Si bien este panorama no ha causado mayores estragos en nuestra compañía, debemos permanecer atentos a las señales de la industria para poder cumplir el doble desafío de adecuarnos oportunamente a las exigencias de este mercado cada vez más complejo y competitivo, a la vez que mantenemos siempre el estándar de excelencia de nuestro trabajo.
A nivel directivo, hemos tomado medidas que apuntan a conservar la ruta hacia nuestra Visión de ser los mejores. Con este objetivo es que se diseñó la estrategia de crecimiento orgánico, cuya estructura dual se traduce en la adición de las nuevas gerencias de Operaciones y de Desarrollo, así como en un nuevo modelo para conformar los equipos de trabajo.
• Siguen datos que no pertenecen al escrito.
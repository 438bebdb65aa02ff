//! Channel-creation form state machine
//!
//! Owns the draft, gates re-entrancy with an explicit phase field, and maps
//! user events onto the one outbound call. All transitions are synchronous;
//! only the dispatched service call suspends, and `submit`/`resolve` bracket
//! it so hosts with their own executors can drive the machine directly.

use std::sync::Arc;

use tracing::{debug, error, info, instrument, warn};
use validator::{Validate, ValidationErrors};

use chat_client_core::{Channel, ChannelDraft, ChannelKind, DomainError, Snowflake};

use crate::dto::CreateChannelRequest;
use crate::service::{ChannelService, ServiceResult};

/// Dialog shell collaborator - the generic open/close container
///
/// The form never owns visibility; it requests transitions through this
/// seam. Blanket-implemented for closures so hosts can pass a callback.
pub trait DialogShell: Send + Sync {
    /// Request that the host open or close the dialog
    fn request_open_change(&self, open: bool);
}

impl<F> DialogShell for F
where
    F: Fn(bool) + Send + Sync,
{
    fn request_open_change(&self, open: bool) {
        self(open);
    }
}

/// Submission phase
#[derive(Debug, Clone, Copy, PartialEq, Eq, Default)]
pub enum FormPhase {
    /// Editable; submit and cancel are available
    #[default]
    Idle,
    /// One request is in flight; edits, duplicate submits, and cancel are
    /// suppressed until it resolves
    Submitting,
}

/// What a submit event produced
#[derive(Debug)]
pub enum SubmitAction {
    /// Draft was valid; the form entered `Submitting` and the host must
    /// dispatch this request, then feed the result to [`ChannelCreationForm::resolve`]
    Dispatch(CreateChannelRequest),
    /// Validation failed; errors are keyed by field for inline rendering
    Rejected(ValidationErrors),
    /// A submission is already in flight; no second request is issued
    InFlight,
}

/// Terminal result of one submit cycle
#[derive(Debug)]
pub enum SubmitOutcome {
    /// Channel created; fields were reset and the shell asked to close
    Created,
    /// Validation blocked the submission; nothing was sent
    Rejected(ValidationErrors),
    /// The service call failed; fields retained, dialog still open
    Failed,
    /// Duplicate submit while in flight; ignored
    Suppressed,
}

/// Channel-creation form
pub struct ChannelCreationForm {
    guild_id: Snowflake,
    category_id: Option<Snowflake>,
    draft: ChannelDraft,
    phase: FormPhase,
    last_failure: Option<String>,
    shell: Arc<dyn DialogShell>,
}

impl ChannelCreationForm {
    /// Create a form targeting `guild_id`, optionally nested under a
    /// category, wired to the host's dialog shell
    pub fn new(
        guild_id: Snowflake,
        category_id: Option<Snowflake>,
        shell: Arc<dyn DialogShell>,
    ) -> Self {
        Self {
            guild_id,
            category_id,
            draft: ChannelDraft::new(),
            phase: FormPhase::Idle,
            last_failure: None,
            shell,
        }
    }

    /// Current draft contents
    pub fn draft(&self) -> &ChannelDraft {
        &self.draft
    }

    /// Current phase
    pub fn phase(&self) -> FormPhase {
        self.phase
    }

    /// Whether a submission is in flight
    pub fn is_submitting(&self) -> bool {
        self.phase == FormPhase::Submitting
    }

    /// Generic notice from the most recent failed submission, if any
    pub fn last_failure(&self) -> Option<&str> {
        self.last_failure.as_deref()
    }

    /// Replace the raw name with the latest edit
    ///
    /// Ignored while a submission is in flight.
    pub fn set_name(&mut self, name: impl Into<String>) {
        if self.is_submitting() {
            debug!("edit ignored while submitting");
            return;
        }
        self.draft.name = name.into();
    }

    /// Select a channel kind
    ///
    /// Rejects kinds the form does not offer (currently everything but
    /// text). Ignored while a submission is in flight.
    pub fn select_kind(&mut self, kind: ChannelKind) -> Result<(), DomainError> {
        if self.is_submitting() {
            debug!(?kind, "selection ignored while submitting");
            return Ok(());
        }
        if !kind.is_selectable() {
            return Err(DomainError::KindDisabled(kind));
        }
        self.draft.kind = kind;
        Ok(())
    }

    /// Handle a submit event
    ///
    /// Validates synchronously, and on success transitions to `Submitting`
    /// and hands back the normalized request for the host to dispatch. The
    /// displayed draft is never rewritten by normalization.
    pub fn submit(&mut self) -> SubmitAction {
        if self.is_submitting() {
            debug!(guild_id = %self.guild_id, "duplicate submit suppressed");
            return SubmitAction::InFlight;
        }

        self.last_failure = None;

        if let Err(errors) = self.draft.validate() {
            debug!(guild_id = %self.guild_id, "draft failed validation");
            return SubmitAction::Rejected(errors);
        }

        self.phase = FormPhase::Submitting;
        SubmitAction::Dispatch(CreateChannelRequest::from_draft(
            &self.draft,
            self.category_id,
        ))
    }

    /// Apply the result of the dispatched service call
    ///
    /// Success resets the fields and asks the shell to close; failure keeps
    /// the entered values so the user can retry manually.
    pub fn resolve(&mut self, result: ServiceResult<Channel>) -> SubmitOutcome {
        if !self.is_submitting() {
            warn!(guild_id = %self.guild_id, "resolve called with no submission in flight");
        }
        self.phase = FormPhase::Idle;

        match result {
            Ok(channel) => {
                info!(
                    channel_id = %channel.id,
                    guild_id = %self.guild_id,
                    "channel created"
                );
                self.reset();
                self.shell.request_open_change(false);
                SubmitOutcome::Created
            }
            Err(err) => {
                error!(
                    error = %err,
                    guild_id = %self.guild_id,
                    "failed to create channel"
                );
                self.last_failure = Some("Failed to create the channel.".to_string());
                SubmitOutcome::Failed
            }
        }
    }

    /// Run one full submit cycle against the channel service
    #[instrument(skip(self, service), fields(guild_id = %self.guild_id))]
    pub async fn submit_via<S>(&mut self, service: &S) -> SubmitOutcome
    where
        S: ChannelService + ?Sized,
    {
        match self.submit() {
            SubmitAction::InFlight => SubmitOutcome::Suppressed,
            SubmitAction::Rejected(errors) => SubmitOutcome::Rejected(errors),
            SubmitAction::Dispatch(request) => {
                let result = service.create_guild_channel(self.guild_id, request).await;
                self.resolve(result)
            }
        }
    }

    /// Handle a cancel event
    ///
    /// Refused while a submission is in flight (it runs to completion);
    /// otherwise resets the fields and asks the shell to close. Returns
    /// whether the cancel was honored. No request is ever sent.
    pub fn cancel(&mut self) -> bool {
        if self.is_submitting() {
            debug!(guild_id = %self.guild_id, "cancel ignored while submitting");
            return false;
        }
        self.reset();
        self.shell.request_open_change(false);
        true
    }

    fn reset(&mut self) {
        self.draft = ChannelDraft::new();
        self.last_failure = None;
    }
}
En la misma línea, desde el primer semestre de este año estamos trabajando en implementar un sistema tecnológico para la administración de los datos espaciales de todos nuestros proyectos, cuya sigla es SIG JIA, el que nos permitirá ofrecer un servicio más rápido, efectivo y certero a nuestros clientes.
Estas mejoras ayudan a enfrentar desde una mejor posición las vicisitudes del mercado. Sin embargo ningún cambio será efectivo sin el aporte individual de cada miembro del equipo en las labores diarias. Ahora más que nunca debemos poner en práctica los valores de Probidad, Respeto, Superación y Excelencia que caracterizan nuestro trabajo y nos han posicionado como una de las consultoras más relevantes del país.